**TASK MATERIAL:**
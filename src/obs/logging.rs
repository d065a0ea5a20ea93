// crates.io
use tracing_subscriber::{EnvFilter, fmt, prelude::*};

/// Installs the global subscriber: `RUST_LOG` filtering (default `info`) with a human or JSON
/// formatter.
pub fn init_logging(json: bool) {
	let filter = EnvFilter::try_from_default_env().unwrap_or_else(|_| EnvFilter::new("info"));
	let registry = tracing_subscriber::registry().with(filter);

	if json {
		registry.with(fmt::layer().json().with_current_span(true)).init();
	} else {
		registry.with(fmt::layer().with_target(false)).init();
	}
}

**REQUIRED WORK:** Transcribe all the material, keeping each word as it is.

**OUTPUT:**
filename src/obs/logging.rs
repository d065a0ea5a20ea93
// crates.io
use tracing_subscriber::{EnvFilter, fmt, prelude::*};

/// Installs the global subscriber: `RUST_LOG` filtering (default `info`) with a human or JSON
/// formatter.
pub fn init_logging(json: bool) {
	let filter = EnvFilter::try_from_default_env().unwrap_or_else(|_| EnvFilter::new("info"));
	let registry = tracing_subscriber::registry().with(filter);

	if json {
		registry.with(fmt::layer().json().with_current_span(true)).init();
	} else {
		registry.with(fmt::layer().with_target(false)).init();
	}
}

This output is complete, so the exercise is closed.